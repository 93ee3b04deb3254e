use crate::Drawing;
use serde::Serialize;
use std::collections::BTreeMap;

/// Entity counts per layer, entity type and line type.
///
/// Used to author an [`ExtractionFilter`](crate::ExtractionFilter): the
/// nesting is the same, with counts in place of the accepted line-type sets.
#[derive(Debug, Clone, Default, PartialEq, Eq, Serialize)]
#[serde(transparent)]
pub struct DrawingStats {
    layers: BTreeMap<String, BTreeMap<String, BTreeMap<String, usize>>>,
}

impl DrawingStats {
    pub fn collect(drawing: &Drawing) -> Self {
        let mut layers: BTreeMap<String, BTreeMap<String, BTreeMap<String, usize>>> =
            BTreeMap::new();
        for entity in drawing.entities() {
            *layers
                .entry(entity.layer.clone())
                .or_default()
                .entry(entity.entity_type().to_string())
                .or_default()
                .entry(entity.linetype.clone())
                .or_default() += 1;
        }
        Self { layers }
    }

    /// Keep only the named layers.
    pub fn retain_layers<S: AsRef<str>>(&mut self, names: &[S]) {
        self.layers
            .retain(|layer, _| names.iter().any(|n| n.as_ref() == layer));
    }

    pub fn layer_names(&self) -> impl Iterator<Item = &str> {
        self.layers.keys().map(String::as_str)
    }

    pub fn to_json_pretty(&self) -> serde_json::Result<String> {
        serde_json::to_string_pretty(self)
    }
}
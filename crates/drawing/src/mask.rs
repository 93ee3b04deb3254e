use crate::{interpolate, ExtractedEntities, InterpolateError};
use std::collections::BTreeMap;
use wallmask_core::PointCloud;

/// Densely sampled wall geometry, the reference for proximity labeling.
#[derive(Debug, Clone, Default, PartialEq)]
pub struct ReferenceMask {
    /// Interpolated points, grouped by entity type in extraction order.
    /// Carries no colors.
    pub points: PointCloud,
    /// Selected entities that produced (possibly zero) points.
    pub sampled_entities: usize,
    /// Selected entities skipped for lack of an interpolation rule, by kind.
    pub skipped: BTreeMap<String, usize>,
}

impl ReferenceMask {
    pub fn skipped_count(&self) -> usize {
        self.skipped.values().sum()
    }
}

/// Interpolate every extracted entity at `density` points per unit length
/// and gather the results into one reference point set.
///
/// Entities whose kind has no interpolation rule are logged and skipped;
/// every other interpolation failure aborts the build.
pub fn build_reference_mask(
    extracted: &ExtractedEntities<'_>,
    density: f64,
) -> Result<ReferenceMask, InterpolateError> {
    let mut mask = ReferenceMask::default();

    for group in extracted.groups() {
        let before = mask.points.len();

        for entity in &group.entities {
            match interpolate(&entity.geometry, density) {
                Ok(points) => {
                    for p in points {
                        mask.points.x.push(p.x);
                        mask.points.y.push(p.y);
                        mask.points.z.push(p.z);
                    }
                    mask.sampled_entities += 1;
                }
                Err(InterpolateError::UnsupportedGeometry { kind }) => {
                    log::warn!(
                        "skipping {kind} entity on layer {:?}: no interpolation rule",
                        entity.layer
                    );
                    *mask.skipped.entry(kind).or_default() += 1;
                }
                Err(e) => return Err(e),
            }
        }

        log::debug!(
            "{}: {} entities -> {} mask points",
            group.entity_type,
            group.entities.len(),
            mask.points.len() - before
        );
    }

    Ok(mask)
}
□ □ □ □ □ □ □
• Work required: Where does "ReferenceMask" occur in the data? Copy each line that has it.

• Response:
pub struct ReferenceMask {
impl ReferenceMask {
) -> Result<ReferenceMask, InterpolateError> {
    let mut mask = ReferenceMask::default();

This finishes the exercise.